Janel Mar 12, 2005 07:50 PM

I have a '01 sonoran gopher female that I did not cool down over the winter. I placed her in a cool, dark spot to rest on Feb 18, about 3 weeks ago. She had not eaten all winter and was staying in her cool hide all the time which is why I finally took her out to "hibernate" her for a short time to see if I can eventually get her to eat again. Someone said a few weeks might help. Well I'm wondering if there is a good way to know when I should bring her out again? I checked on her today and it was the first time I have seen her out of her dark hide box (she is in a bigger box with a smaller hide box inside and she has always stayed in the smaller hide box until I saw her today). I basically want to know how long exactly I should leave her alone before I warm her back up? Is her activity level a sign she is ready to wake up and warm back up? I realize I should have done this earlier.
P.S. I live in So. California so I can't really keep her too cool anyway- she's at about 60 degrees right now-but dark.
This is a pic of her sister who is eating fine...

Replies (3)

dan felice Mar 14, 2005 05:52 AM

just that 3 weeks of cool darkness may have done it though a bit longer would be better. good luck!............

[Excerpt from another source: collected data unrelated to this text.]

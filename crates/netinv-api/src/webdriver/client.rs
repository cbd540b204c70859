// WebDriver HTTP client
//
// Wraps `reqwest::Client` with W3C WebDriver URL construction and
// `{"value": ...}` envelope unwrapping. Session-scoped commands live in
// `session.rs`; this module only knows transport mechanics.

use serde::Deserialize;
use serde::de::DeserializeOwned;
use serde_json::Value;
use tracing::{debug, trace};
use url::Url;

use crate::error::Error;
use crate::transport::TransportConfig;

/// Every WebDriver response body is `{"value": ...}`.
#[derive(Deserialize)]
struct Envelope<T> {
    value: T,
}

/// Error payload carried inside the envelope on non-2xx responses.
#[derive(Deserialize)]
struct WireError {
    error: String,
    #[serde(default)]
    message: String,
}

/// Raw HTTP client for a WebDriver server.
///
/// Cheap to clone: the underlying `reqwest::Client` is reference counted.
#[derive(Debug, Clone)]
pub struct WebDriverClient {
    http: reqwest::Client,
    endpoint: Url,
}

impl WebDriverClient {
    /// Create a client for the WebDriver server at `endpoint`
    /// (e.g. `http://localhost:4444` for geckodriver, or
    /// `http://grid:4444/wd/hub` for a Selenium grid).
    pub fn new(endpoint: Url, transport: &TransportConfig) -> Result<Self, Error> {
        let http = transport.build_client()?;
        Ok(Self { http, endpoint })
    }

    /// Create a client with a pre-built `reqwest::Client`.
    pub fn with_client(http: reqwest::Client, endpoint: Url) -> Self {
        Self { http, endpoint }
    }

    pub fn endpoint(&self) -> &Url {
        &self.endpoint
    }

    // ── URL builders ─────────────────────────────────────────────────

    /// `{endpoint}/{path}`, preserving any path prefix on the endpoint.
    pub(crate) fn command_url(&self, path: &str) -> Result<Url, Error> {
        let base = self.endpoint.as_str().trim_end_matches('/');
        let full = format!("{base}/{}", path.trim_start_matches('/'));
        Url::parse(&full).map_err(Error::InvalidUrl)
    }

    // ── Request helpers ──────────────────────────────────────────────

    pub(crate) async fn get<T: DeserializeOwned>(&self, url: Url) -> Result<T, Error> {
        debug!("GET {}", url);
        let resp = self.http.get(url).send().await.map_err(Error::Transport)?;
        Self::parse_envelope(resp).await
    }

    pub(crate) async fn post<T: DeserializeOwned>(&self, url: Url, body: &Value) -> Result<T, Error> {
        debug!("POST {}", url);
        let resp = self
            .http
            .post(url)
            .json(body)
            .send()
            .await
            .map_err(Error::Transport)?;
        Self::parse_envelope(resp).await
    }

    pub(crate) async fn delete<T: DeserializeOwned>(&self, url: Url) -> Result<T, Error> {
        debug!("DELETE {}", url);
        let resp = self.http.delete(url).send().await.map_err(Error::Transport)?;
        Self::parse_envelope(resp).await
    }

    /// Unwrap `{"value": T}` on success, or turn the
    /// `{"value": {"error", "message"}}` payload into [`Error::WebDriver`].
    async fn parse_envelope<T: DeserializeOwned>(resp: reqwest::Response) -> Result<T, Error> {
        let status = resp.status();
        let body = resp.text().await.map_err(Error::Transport)?;
        trace!(%status, bytes = body.len(), "webdriver response");

        if !status.is_success() {
            return Err(match serde_json::from_str::<Envelope<WireError>>(&body) {
                Ok(envelope) => Error::WebDriver {
                    error: envelope.value.error,
                    message: envelope.value.message,
                    status: status.as_u16(),
                },
                Err(_) => Error::WebDriver {
                    error: "unknown error".into(),
                    message: body.chars().take(200).collect(),
                    status: status.as_u16(),
                },
            });
        }

        serde_json::from_str::<Envelope<T>>(&body)
            .map(|envelope| envelope.value)
            .map_err(|e| {
                let preview: String = body.chars().take(200).collect();
                Error::Deserialization {
                    message: format!("{e} (body preview: {preview:?})"),
                    body: body.clone(),
                }
            })
    }
}
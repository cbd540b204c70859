//! Output formatting: table, JSON, YAML, plain.
//!
//! Renders records in the format selected by `--output`. Table uses
//! `tabled`, structured formats use serde, plain emits one key per line.

use std::io::{self, IsTerminal, Write};

use tabled::{Table, Tabled, settings::Style};

use crate::cli::{ColorMode, OutputFormat};

/// Whether diagnostics on stderr should carry ANSI color.
pub fn should_color(mode: &ColorMode) -> bool {
    match mode {
        ColorMode::Always => true,
        ColorMode::Never => false,
        ColorMode::Auto => io::stderr().is_terminal() && std::env::var_os("NO_COLOR").is_none(),
    }
}

// ── Render dispatchers ───────────────────────────────────────────────

/// Render a list of records in the chosen format.
///
/// - `table`: maps each record through `to_row` and uses the `Tabled` derive
/// - `json` / `json-compact` / `yaml`: serializes the records themselves
/// - `plain`: one `key_fn` value per line
pub fn render_list<T, R>(
    format: &OutputFormat,
    data: &[T],
    to_row: impl Fn(&T) -> R,
    key_fn: impl Fn(&T) -> String,
) -> String
where
    T: serde::Serialize,
    R: Tabled,
{
    match format {
        OutputFormat::Table => {
            let rows: Vec<R> = data.iter().map(to_row).collect();
            render_table(&rows)
        }
        OutputFormat::Json => render_json(data, false),
        OutputFormat::JsonCompact => render_json(data, true),
        OutputFormat::Yaml => render_yaml(data),
        OutputFormat::Plain => data.iter().map(&key_fn).collect::<Vec<_>>().join("\n"),
    }
}

/// Print rendered output to stdout, respecting quiet mode.
pub fn print_output(output: &str, quiet: bool) {
    if quiet || output.is_empty() {
        return;
    }
    let mut stdout = io::stdout().lock();
    let _ = writeln!(stdout, "{output}");
}

// ── Format-specific renderers ────────────────────────────────────────

fn render_table<R: Tabled>(rows: &[R]) -> String {
    Table::new(rows).with(Style::rounded()).to_string()
}

fn render_json<T: serde::Serialize + ?Sized>(data: &T, compact: bool) -> String {
    if compact {
        serde_json::to_string(data).expect("serialization should not fail")
    } else {
        serde_json::to_string_pretty(data).expect("serialization should not fail")
    }
}

pub(crate) fn render_yaml<T: serde::Serialize + ?Sized>(data: &T) -> String {
    serde_yaml::to_string(data).expect("serialization should not fail")
}
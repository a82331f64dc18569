//! Chart command implementation.
//!
//! Fetches a symbol's history and the quote snapshot, builds the chart rows
//! with the moving-average overlay, and prints or exports them.

use super::{Endpoints, parse_lookback, parse_symbol};
use crate::display::{Format, OhlcArg, print_chart, print_metrics, write_chart};
use anyhow::{Context, Result};
use indicatif::{ProgressBar, ProgressStyle};
use quoteboard_lib::prelude::*;
use std::path::PathBuf;
use std::time::Duration;

/// Show or export one symbol's chart.
#[allow(clippy::too_many_arguments)]
pub(crate) async fn chart(
    endpoints: &Endpoints,
    symbol: &str,
    period: &str,
    ma_period: usize,
    ohlc: OhlcArg,
    output: Option<PathBuf>,
    format: Format,
    quiet: bool,
) -> Result<()> {
    let symbol = parse_symbol(symbol)?;
    let lookback = parse_lookback(period)?;
    let builder = ChartBuilder::new()
        .with_period(ma_period)
        .with_policy(ohlc.into());

    let client = endpoints.client()?;

    let spinner = if quiet {
        ProgressBar::hidden()
    } else {
        let pb = ProgressBar::new_spinner();
        pb.set_style(
            ProgressStyle::default_spinner()
                .template("{spinner:.green} {msg}")
                .expect("Invalid progress template"),
        );
        pb.enable_steady_tick(Duration::from_millis(100));
        pb.set_message(format!("Fetching {symbol} ({lookback})"));
        pb
    };

    let (series, quotes) = tokio::join!(client.history(&symbol, lookback), client.quotes());
    let series = series.with_context(|| format!("Failed to fetch history for {symbol}"))?;
    // Market cap is optional; a failed snapshot only zeroes that card.
    let quotes = match quotes {
        Ok(quotes) => QuoteSnapshot::new(quotes, SnapshotSource::Poll),
        Err(e) => {
            tracing::warn!(error = %e, "quote snapshot unavailable");
            QuoteSnapshot::empty()
        }
    };

    spinner.finish_and_clear();

    let chart = builder.build(&series).context("Invalid moving-average period")?;

    if let Some(path) = output {
        write_chart(&chart, &path, format)?;
        if !quiet {
            println!("Output written to: {}", path.display());
        }
        return Ok(());
    }

    if chart.is_empty() {
        println!("No history for {symbol} over {lookback}.");
        return Ok(());
    }

    println!(
        "{symbol} {lookback}, {}-day MA, {} OHLC\n",
        chart.period, chart.policy
    );
    print_chart(&chart);

    if let Some(metrics) = PeriodMetrics::compute(&series, &quotes, symbol.as_str()) {
        println!();
        print_metrics(&metrics);
    }

    Ok(())
}
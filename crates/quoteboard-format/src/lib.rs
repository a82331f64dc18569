//! Output formatters for the quoteboard stock dashboard.
//!
//! This crate provides formatters for writing chart rows and quote
//! snapshots to various output formats:
//!
//! - [`CsvFormatter`] - CSV format
//! - [`JsonFormatter`] - JSON array or NDJSON format

#![doc = include_str!("../README.md")]
#![doc(issue_tracker_base_url = "https://github.com/factordynamics/quoteboard/issues/")]
#![cfg_attr(docsrs, feature(doc_cfg, doc_auto_cfg))]
#![warn(missing_docs)]
#![forbid(unsafe_code)]

mod csv;
mod formatter;
mod json;

pub use crate::csv::CsvFormatter;
pub use formatter::{FormatError, Formatter, OutputFormat};
pub use json::{JsonFormatter, JsonStyle};
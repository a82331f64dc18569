//! Live dashboard command.

use super::{Endpoints, parse_lookback, parse_symbol};
use crate::display::{format_compact, print_metrics, print_quote_cards};
use anyhow::{Context, Result};
use quoteboard_lib::prelude::*;
use std::io::Write;
use std::sync::Arc;
use std::time::Duration;

/// Options for the watch command.
pub(crate) struct WatchOptions {
    pub(crate) symbol: Option<String>,
    pub(crate) period: String,
    pub(crate) ma_period: usize,
    pub(crate) poll_interval: u64,
    pub(crate) push_timeout: u64,
    pub(crate) push: bool,
}

/// Number of trailing chart rows shown under the cards.
const RECENT_ROWS: usize = 5;

/// Run the live dashboard until Ctrl+C.
pub(crate) async fn watch(endpoints: &Endpoints, options: WatchOptions) -> Result<()> {
    let symbol = match options.symbol.as_deref() {
        Some(s) => parse_symbol(s)?,
        None => Watchlist::global()
            .first()
            .cloned()
            .context("Watchlist is empty")?,
    };
    let lookback = parse_lookback(&options.period)?;

    let client = Arc::new(endpoints.client()?);
    let channel_config = ChannelConfig::default()
        .with_poll_interval(Duration::from_secs(options.poll_interval.max(1)))
        .with_push_timeout(Duration::from_secs(options.push_timeout));

    let mut channel = UpdateChannel::polling(client.clone()).with_config(channel_config);
    if options.push {
        channel = channel.with_push(Arc::new(endpoints.feed()?));
    }
    let snapshots = channel.spawn(8);

    let view = ViewConfig::default()
        .with_lookback(lookback)
        .with_chart(ChartBuilder::new().with_period(options.ma_period));
    let handle = Dashboard::new(client, DashboardState::new(view)).spawn(snapshots);
    let mut updates = handle.subscribe();

    if !handle.select(symbol.clone()).await {
        anyhow::bail!("Dashboard stopped before {symbol} could be selected");
    }

    loop {
        tokio::select! {
            changed = updates.changed() => {
                if changed.is_err() {
                    break;
                }
                let state = updates.borrow_and_update().clone();
                render(&state)?;
            }
            _ = tokio::signal::ctrl_c() => break,
        }
    }

    handle.shutdown().await;
    Ok(())
}

fn render(state: &DashboardState) -> Result<()> {
    // Clear screen
    print!("\x1B[2J\x1B[1;1H");
    std::io::stdout().flush()?;

    let updated = state
        .updated_at()
        .map_or_else(|| "waiting for quotes".to_string(), |t| t.format("%H:%M:%S").to_string());
    println!(
        "quoteboard (updated {updated}, source {}, Ctrl+C to exit)\n",
        state.quotes().source
    );

    if !state.quotes().is_empty() {
        print_quote_cards(&state.quotes().quotes);
        println!();
    }

    let Some(symbol) = state.selected() else {
        return Ok(());
    };

    let status = if state.is_loading() {
        " (loading)"
    } else {
        ""
    };
    println!("{symbol} {}{status}", state.config().lookback);

    if let Some(error) = state.last_error() {
        println!("Last fetch failed: {error}");
    }

    if let Some(chart) = state.chart() {
        let skip = chart.len().saturating_sub(RECENT_ROWS);
        for bar in chart.bars.iter().skip(skip) {
            let ma = bar.ma.map_or_else(|| "-".to_string(), |v| format!("{v:.2}"));
            println!(
                "  {:<12} close {:>10.2}  MA({}) {:>10}  vol {:>8}",
                bar.date,
                bar.close,
                chart.period,
                ma,
                format_compact(bar.volume)
            );
        }
    }

    if let Some(metrics) = state.metrics() {
        println!();
        print_metrics(metrics);
    }

    Ok(())
}
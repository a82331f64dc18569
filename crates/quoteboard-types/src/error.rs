//! Error types for quoteboard.

use thiserror::Error;

use crate::SymbolError;

/// Result type alias for quoteboard operations.
pub type Result<T> = std::result::Result<T, QuoteboardError>;

/// Errors that can occur while fetching and preparing dashboard data.
#[derive(Error, Debug)]
pub enum QuoteboardError {
    /// HTTP request failed.
    #[error("HTTP error: {0}")]
    Http(String),

    /// The data source answered with an error message instead of data.
    #[error("Upstream error: {0}")]
    Upstream(String),

    /// A payload did not have the expected shape.
    #[error(transparent)]
    DataShape(#[from] DataShapeError),

    /// Invalid ticker symbol.
    #[error(transparent)]
    Symbol(#[from] SymbolError),

    /// I/O error.
    #[error("I/O error: {0}")]
    Io(#[from] std::io::Error),

    /// JSON serialization error.
    #[error("JSON error: {0}")]
    Json(#[from] serde_json::Error),
}

/// Error for history payloads whose arrays cannot be zipped into a series.
#[derive(Error, Debug, Clone, PartialEq, Eq)]
pub enum DataShapeError {
    /// The primary arrays differ in length.
    #[error(
        "History arrays differ in length: {dates} dates, {prices} prices, {volumes} volumes"
    )]
    LengthMismatch {
        /// Number of dates.
        dates: usize,
        /// Number of close prices.
        prices: usize,
        /// Number of volumes.
        volumes: usize,
    },

    /// An optional OHLC array is present but does not match the series length.
    #[error("History field '{field}' has {len} entries, expected {expected}")]
    FieldLength {
        /// Name of the offending field.
        field: &'static str,
        /// Number of entries found.
        len: usize,
        /// Number of entries expected.
        expected: usize,
    },

    /// A close price is NaN or infinite.
    #[error("Non-finite close price at index {index}")]
    NonFinitePrice {
        /// Index of the offending observation.
        index: usize,
    },
}
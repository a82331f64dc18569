//! Core types for the quoteboard stock dashboard.
//!
//! This crate provides the fundamental data structures used throughout quoteboard:
//!
//! - [`Symbol`] - Normalized ticker symbol
//! - [`Observation`] - A single daily close/volume observation
//! - [`Series`] - Ordered per-symbol history built from a [`HistoryPayload`]
//! - [`Quote`] - Latest valuation fields for one symbol
//! - [`QuoteSnapshot`] - Full-replace list of quotes
//! - [`Lookback`] - History window requested from the data source

#![doc = include_str!("../README.md")]
#![doc(issue_tracker_base_url = "https://github.com/factordynamics/quoteboard/issues/")]
#![cfg_attr(docsrs, feature(doc_cfg, doc_auto_cfg))]
#![warn(missing_docs)]
#![forbid(unsafe_code)]

mod error;
mod lookback;
mod observation;
mod quote;
mod symbol;

pub use error::{DataShapeError, QuoteboardError, Result};
pub use lookback::{Lookback, LookbackParseError};
pub use observation::{HistoryPayload, Observation, ReportedRange, Series};
pub use quote::{Quote, QuoteSnapshot, SnapshotSource};
pub use symbol::{Symbol, SymbolError};
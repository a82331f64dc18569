//! Fetch errors.

use quoteboard_types::{DataShapeError, QuoteboardError};
use thiserror::Error;

/// Errors that can occur while talking to the backend.
#[derive(Error, Debug)]
pub enum FetchError {
    /// HTTP request failed.
    #[error("HTTP error: {0}")]
    Http(#[from] reqwest::Error),

    /// Server kept returning an error status after all retries.
    #[error("Server error: {status}")]
    ServerError {
        /// HTTP status code.
        status: u16,
    },

    /// The backend answered with an `{"error": ...}` body.
    #[error("Upstream error: {0}")]
    Upstream(String),

    /// Response body was not valid JSON for the expected type.
    #[error("Decode error: {0}")]
    Decode(#[from] serde_json::Error),

    /// History arrays could not be zipped into a series.
    #[error(transparent)]
    DataShape(#[from] DataShapeError),

    /// WebSocket transport failed.
    #[error("WebSocket error: {0}")]
    WebSocket(#[from] tokio_tungstenite::tungstenite::Error),

    /// A configured URL could not be used.
    #[error("Invalid URL: {0}")]
    InvalidUrl(String),
}

impl From<FetchError> for QuoteboardError {
    fn from(err: FetchError) -> Self {
        match err {
            FetchError::Upstream(message) => Self::Upstream(message),
            FetchError::DataShape(e) => Self::DataShape(e),
            FetchError::Decode(e) => Self::Json(e),
            other => Self::Http(other.to_string()),
        }
    }
}

#[cfg(test)]
mod tests {
    use super::*;

    #[test]
    fn test_conversion_keeps_upstream_message() {
        let err = QuoteboardError::from(FetchError::Upstream("no data".to_string()));
        assert!(matches!(err, QuoteboardError::Upstream(ref m) if m == "no data"));
        assert_eq!(err.to_string(), "Upstream error: no data");
    }

    #[test]
    fn test_conversion_maps_shape_and_decode_errors() {
        let shape = DataShapeError::NonFinitePrice { index: 3 };
        let err = QuoteboardError::from(FetchError::DataShape(shape.clone()));
        assert!(matches!(err, QuoteboardError::DataShape(ref e) if *e == shape));

        let decode = serde_json::from_str::<u64>("nope").unwrap_err();
        let err = QuoteboardError::from(FetchError::Decode(decode));
        assert!(matches!(err, QuoteboardError::Json(_)));
    }

    #[test]
    fn test_transport_failures_become_http() {
        let err = QuoteboardError::from(FetchError::ServerError { status: 503 });
        assert!(matches!(err, QuoteboardError::Http(ref m) if m == "Server error: 503"));
    }
}
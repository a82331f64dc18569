//! Fixtures for the quoteboard benchmarks.
//!
//! Run with: `cargo bench --package quoteboard-bench`

use quoteboard_lib::{Observation, Quote, QuoteSnapshot, ReportedRange, Series, SnapshotSource, Symbol};

/// Trading-day counts matching common lookbacks (1mo, 1y, 10y).
pub const SIZES: [(&str, usize); 3] = [("1mo", 21), ("1y", 252), ("10y", 2520)];

/// Builds a deterministic daily series of `days` observations.
///
/// Closes follow a bounded sawtooth so the overlay never degenerates into a
/// constant, and every row carries a reported range.
#[must_use]
pub fn synthetic_series(symbol: &str, days: usize) -> Series {
    let observations = (0..days)
        .map(|i| {
            let close = 100.0 + ((i * 7) % 23) as f64 - 11.0;
            let volume = 1_000_000 + ((i * 7_919) % 500_000) as u64;
            Observation::new(format!("day-{i:05}"), close, volume).with_reported(ReportedRange {
                open: close - 0.5,
                high: close + 1.0,
                low: close - 1.0,
            })
        })
        .collect();

    Series::new(Symbol::new(symbol).expect("valid benchmark symbol"), observations)
}

/// Builds a snapshot holding one quote for `symbol`.
#[must_use]
pub fn snapshot_for(symbol: &str) -> QuoteSnapshot {
    let quote = Quote {
        symbol: Symbol::new(symbol).expect("valid benchmark symbol"),
        current_value: 100.0,
        previous_close: 99.5,
        change: 0.5,
        change_pct: 0.5,
        volume: 1_200_000,
        market_cap: 50_000_000_000,
        pe_ratio: 20.0,
        eps: 5.0,
    };
    QuoteSnapshot::new(vec![quote], SnapshotSource::Poll)
}
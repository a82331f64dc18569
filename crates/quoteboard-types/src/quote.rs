//! Latest-quote records and full-replace quote snapshots.

use chrono::{DateTime, Utc};
use serde::{Deserialize, Deserializer, Serialize};

use crate::Symbol;

/// Latest valuation fields for one symbol.
///
/// Field names follow the camelCase wire format of the quote endpoint.
#[derive(Debug, Clone, PartialEq, Serialize, Deserialize)]
#[serde(rename_all = "camelCase")]
pub struct Quote {
    /// Ticker symbol.
    pub symbol: Symbol,
    /// Last traded price.
    pub current_value: f64,
    /// Previous session's close.
    #[serde(default, deserialize_with = "zero_if_null")]
    pub previous_close: f64,
    /// Absolute change against the previous close.
    #[serde(default, deserialize_with = "zero_if_null")]
    pub change: f64,
    /// Percentage change against the previous close.
    #[serde(default, deserialize_with = "zero_if_null")]
    pub change_pct: f64,
    /// Session volume.
    #[serde(default, deserialize_with = "zero_if_null")]
    pub volume: u64,
    /// Market capitalization.
    #[serde(default, deserialize_with = "zero_if_null")]
    pub market_cap: u64,
    /// Forward price/earnings ratio.
    #[serde(default, deserialize_with = "zero_if_null")]
    pub pe_ratio: f64,
    /// Trailing earnings per share.
    #[serde(default, deserialize_with = "zero_if_null")]
    pub eps: f64,
}

impl Quote {
    /// Returns true if the price moved up against the previous close.
    #[must_use]
    pub fn is_up(&self) -> bool {
        self.change > 0.0
    }

    /// Returns true if the price moved down against the previous close.
    #[must_use]
    pub fn is_down(&self) -> bool {
        self.change < 0.0
    }
}

/// The data source fills missing fields with `null`; treat those as zero.
fn zero_if_null<'de, D, T>(deserializer: D) -> Result<T, D::Error>
where
    D: Deserializer<'de>,
    T: Default + Deserialize<'de>,
{
    Option::<T>::deserialize(deserializer).map(Option::unwrap_or_default)
}

/// Which update path delivered a snapshot.
#[derive(Debug, Clone, Copy, PartialEq, Eq, Hash, Serialize, Deserialize, Default)]
#[serde(rename_all = "lowercase")]
pub enum SnapshotSource {
    /// WebSocket push feed.
    #[default]
    Push,
    /// HTTP poll.
    Poll,
}

impl std::fmt::Display for SnapshotSource {
    fn fmt(&self, f: &mut std::fmt::Formatter<'_>) -> std::fmt::Result {
        match self {
            Self::Push => f.write_str("push"),
            Self::Poll => f.write_str("poll"),
        }
    }
}

/// Complete list of latest quotes.
///
/// Each snapshot replaces the previous one wholesale; snapshots are never
/// merged.
#[derive(Debug, Clone, PartialEq, Serialize, Deserialize)]
pub struct QuoteSnapshot {
    /// Quotes in the order delivered.
    pub quotes: Vec<Quote>,
    /// When the snapshot was received.
    pub received_at: DateTime<Utc>,
    /// Which update path delivered it.
    pub source: SnapshotSource,
    /// Ordering stamp assigned by the update channel.
    pub sequence: u64,
}

impl QuoteSnapshot {
    /// Creates a snapshot received now.
    #[must_use]
    pub fn new(quotes: Vec<Quote>, source: SnapshotSource) -> Self {
        Self {
            quotes,
            received_at: Utc::now(),
            source,
            sequence: 0,
        }
    }

    /// Creates an empty snapshot, used before any data has arrived.
    #[must_use]
    pub fn empty() -> Self {
        Self::new(Vec::new(), SnapshotSource::default())
    }

    /// Sets the ordering stamp.
    #[must_use]
    pub const fn with_sequence(mut self, sequence: u64) -> Self {
        self.sequence = sequence;
        self
    }

    /// Looks up the quote for a symbol.
    #[must_use]
    pub fn get(&self, symbol: &str) -> Option<&Quote> {
        self.quotes.iter().find(|q| q.symbol.as_str() == symbol)
    }

    /// Returns the market capitalization for a symbol, or 0 if it is absent.
    #[must_use]
    pub fn market_cap(&self, symbol: &str) -> u64 {
        self.get(symbol).map_or(0, |q| q.market_cap)
    }

    /// Returns the number of quotes.
    #[must_use]
    pub fn len(&self) -> usize {
        self.quotes.len()
    }

    /// Returns true if the snapshot has no quotes.
    #[must_use]
    pub fn is_empty(&self) -> bool {
        self.quotes.is_empty()
    }
}

impl Default for QuoteSnapshot {
    fn default() -> Self {
        Self::empty()
    }
}

#[cfg(test)]
mod tests {
    use super::*;

    const BACKEND_QUOTE: &str = r#"{
        "symbol": "LDOS",
        "currentValue": 118.42,
        "previousClose": 117.9,
        "change": 0.52,
        "changePct": 0.44,
        "volume": 812345,
        "marketCap": 16020000000,
        "peRatio": null,
        "eps": 1.45
    }"#;

    #[test]
    fn test_quote_deserializes_camel_case() {
        let quote: Quote = serde_json::from_str(BACKEND_QUOTE).unwrap();
        assert_eq!(quote.symbol.as_str(), "LDOS");
        assert_eq!(quote.market_cap, 16_020_000_000);
        assert_eq!(quote.pe_ratio, 0.0);
        assert!(quote.is_up());
        assert!(!quote.is_down());
    }

    #[test]
    fn test_snapshot_lookup() {
        let quote: Quote = serde_json::from_str(BACKEND_QUOTE).unwrap();
        let snapshot = QuoteSnapshot::new(vec![quote], SnapshotSource::Poll).with_sequence(7);

        assert_eq!(snapshot.len(), 1);
        assert_eq!(snapshot.sequence, 7);
        assert!(snapshot.get("LDOS").is_some());
        assert_eq!(snapshot.market_cap("LDOS"), 16_020_000_000);
        assert_eq!(snapshot.market_cap("PLTR"), 0);
    }

    #[test]
    fn test_empty_snapshot() {
        let snapshot = QuoteSnapshot::default();
        assert!(snapshot.is_empty());
        assert_eq!(snapshot.source, SnapshotSource::Push);
    }
}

gofer Mar 14, 2005 10:47 AM

I agree with Dan, I too have hibernated some babies for 3-4 weeks to stimulate feeding. Sometimes it has worked and other times it hasn't. Hopefully your snake comes out ready to eat!

Have a good day,

Gregg F.

>>just that 3 weeks of cool darkness may have done it though a bit longer would be better. good luck!............
-----
Gregg F.

www.greggsrb.com

therreid Mar 14, 2005 01:30 PM

I have a Great Basin Gopher snake (wild caught). I did not hibernate this snake and she was active all winter. She did not eat from mid August to mid February. All food was refused until mid Feb. Then all of a sudden she started feeding voraciously. Now she has shed her skin, gained back the little weight she lost, and is in a normal spring/summer behavior pattern. My thought would be to not worry when they go off the food in the winter.